Meet the academic: Dr Tim Brown
Director of Postgraduate Studies in the Institute for Communication Systems, Dr Tim Brown, tells us why becoming a radio engineer is a great way to embark on a fulfilling career straight after your studies.
Please introduce yourself – perhaps you could tell us something that isn’t on your staff profile page?
In my work as an academic I do anything from managing our taught postgraduate programmes through to writing research publications on some interesting and also sometimes quite eccentric pieces of research work that I and my colleagues have carried out.
What’s your favourite memory of being a student?
I remember feeling part of this very lively community of people from all around the world. It’s quite a unique time in life.

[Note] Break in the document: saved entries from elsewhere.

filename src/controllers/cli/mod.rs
pub mod args;
pub mod render;
use std::path::Path;

use crate::core::data::pixel_buffer::PixelBuffer;

/// Writes a finished RGBA frame to disk in some image format.
pub trait FilePresenterPort {
    fn present(&self, buffer: &PixelBuffer, filepath: impl AsRef<Path>) -> std::io::Result<()>;
}
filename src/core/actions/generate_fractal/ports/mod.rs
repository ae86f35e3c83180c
pub mod fractal_algorithm;
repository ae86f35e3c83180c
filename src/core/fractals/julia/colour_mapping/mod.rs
pub mod factory;
pub mod hsv;
pub mod kinds;
pub mod map;
pub mod maps;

How and why did you become a professional academic?
When undertaking my PhD I developed a great interest in higher education. I wanted to be able to teach, do research and give my students a better learning experience than I had!
What excites you about your current role?
To see students learning, then going out into industry and thriving. It's really rewarding to see on LinkedIn how some of my past students have got on since graduation.
What is your particular area of academic expertise, and why are you passionate about it?
Since the middle of my student days I have had a great interest in radio, and I see a real need for people who do the policymaking and standards-setting to really understand what the radio can do. That requires people who can do something in the lab, rather than just working things out theoretically. That is something I strongly believe in and want to contribute.
Why should people study at postgraduate level in your academic area?
We need radio engineers. There is a great skills shortage in this area, and we see this clearly not just because our graduates are finding jobs but because the industry is also coming to us for help in developing their continuing professional development in the area.
What are you looking for in a postgraduate student?
The desire to learn, and the desire to put the principles and concepts we teach them to use in day-to-day practice for radio engineering.
What should people know about the University of Surrey?
For me Surrey has always been a University that teaches with the end vocation in mind. For that reason it delivers both knowledge and professional skills to its students.